■ **Task requirements**
Please reproduce the full set of data below exactly.

■ **The data**
//! Author registry: one surrogate key per distinct (surname, first name).
//!
//! The suffix is dropped before deduplication, so "Smith, J., Jr" and
//! "Smith, J." are one author. Namesakes are conflated; there is no
//! disambiguation beyond the two name fields.
//!
//! Keys are assigned after sorting the distinct pairs, so the same set of
//! names always yields the same ids regardless of record order.

use rustc_hash::FxHashSet;

use crate::gender::{Gender, GenderCache};
use crate::record::AuthorName;

/// One row of the Author table
#[derive(Debug, Clone, PartialEq, Eq)]
pub struct AuthorRow {
    pub author_id: u64,
    pub surname: String,
    pub first_name: String,
    pub gender: Gender,
}

/// Deduplicated authors indexed by surrogate key (`rows[id].author_id == id`)
#[derive(Debug, Default)]
pub struct AuthorRegistry {
    rows: Vec<AuthorRow>,
}

impl AuthorRegistry {
    /// Build from every author list of the run.
    ///
    /// Gender is resolved through `genders`, one classifier call per
    /// distinct first-name token.
    pub fn build<'a>(
        author_lists: impl IntoIterator<Item = &'a [AuthorName]>,
        genders: &mut GenderCache<'_>,
    ) -> Self {
        let mut distinct: FxHashSet<(&'a str, &'a str)> = FxHashSet::default();
        for list in author_lists {
            for name in list {
                distinct.insert((name.surname.as_str(), name.given.as_str()));
            }
        }

        let mut keys: Vec<(&str, &str)> = distinct.into_iter().collect();
        keys.sort_unstable();

        let rows = keys
            .into_iter()
            .enumerate()
            .map(|(idx, (surname, first_name))| AuthorRow {
                author_id: idx as u64,
                surname: surname.to_string(),
                first_name: first_name.to_string(),
                gender: genders.gender_of(first_name),
            })
            .collect();

        Self { rows }
    }

    /// Surrogate key for a name, suffix ignored.
    pub fn id_of(&self, name: &AuthorName) -> Option<u64> {
        self.lookup(&name.surname, &name.given)
    }

    pub fn lookup(&self, surname: &str, first_name: &str) -> Option<u64> {
        self.rows
            .binary_search_by(|row| {
                (row.surname.as_str(), row.first_name.as_str()).cmp(&(surname, first_name))
            })
            .ok()
            .map(|idx| self.rows[idx].author_id)
    }

    pub fn get(&self, author_id: u64) -> Option<&AuthorRow> {
        usize::try_from(author_id)
            .ok()
            .and_then(|idx| self.rows.get(idx))
    }

    pub fn rows(&self) -> &[AuthorRow] {
        &self.rows
    }

    pub fn len(&self) -> usize {
        self.rows.len()
    }

    pub fn is_empty(&self) -> bool {
        self.rows.is_empty()
    }
}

■ **Answer to this exercise**
//! Author registry: one surrogate key per distinct (surname, first name).
//!
//! The suffix is dropped before deduplication, so "Smith, J., Jr" and
//! "Smith, J." are one author. Namesakes are conflated; there is no
//! disambiguation beyond the two name fields.
//!
//! Keys are assigned after sorting the distinct pairs, so the same set of
//! names always yields the same ids regardless of record order.

use rustc_hash::FxHashSet;

use crate::gender::{Gender, GenderCache};
use crate::record::AuthorName;

/// One row of the Author table
#[derive(Debug, Clone, PartialEq, Eq)]
pub struct AuthorRow {
    pub author_id: u64,
    pub surname: String,
    pub first_name: String,
    pub gender: Gender,
}

/// Deduplicated authors indexed by surrogate key (`rows[id].author_id == id`)
#[derive(Debug, Default)]
pub struct AuthorRegistry {
    rows: Vec<AuthorRow>,
}

impl AuthorRegistry {
    /// Build from every author list of the run.
    ///
    /// Gender is resolved through `genders`, one classifier call per
    /// distinct first-name token.
    pub fn build<'a>(
        author_lists: impl IntoIterator<Item = &'a [AuthorName]>,
        genders: &mut GenderCache<'_>,
    ) -> Self {
        let mut distinct: FxHashSet<(&'a str, &'a str)> = FxHashSet::default();
        for list in author_lists {
            for name in list {
                distinct.insert((name.surname.as_str(), name.given.as_str()));
            }
        }

        let mut keys: Vec<(&str, &str)> = distinct.into_iter().collect();
        keys.sort_unstable();

        let rows = keys
            .into_iter()
            .enumerate()
            .map(|(idx, (surname, first_name))| AuthorRow {
                author_id: idx as u64,
                surname: surname.to_string(),
                first_name: first_name.to_string(),
                gender: genders.gender_of(first_name),
            })
            .collect();

        Self { rows }
    }

    /// Surrogate key for a name, suffix ignored.
    pub fn id_of(&self, name: &AuthorName) -> Option<u64> {
        self.lookup(&name.surname, &name.given)
    }

    pub fn lookup(&self, surname: &str, first_name: &str) -> Option<u64> {
        self.rows
            .binary_search_by(|row| {
                (row.surname.as_str(), row.first_name.as_str()).cmp(&(surname, first_name))
            })
            .ok()
            .map(|idx| self.rows[idx].author_id)
    }

    pub fn get(&self, author_id: u64) -> Option<&AuthorRow> {
        usize::try_from(author_id)
            .ok()
            .and_then(|idx| self.rows.get(idx))
    }

    pub fn rows(&self) -> &[AuthorRow] {
        &self.rows
    }

    pub fn len(&self) -> usize {
        self.rows.len()
    }

    pub fn is_empty(&self) -> bool {
        self.rows.is_empty()
    }
}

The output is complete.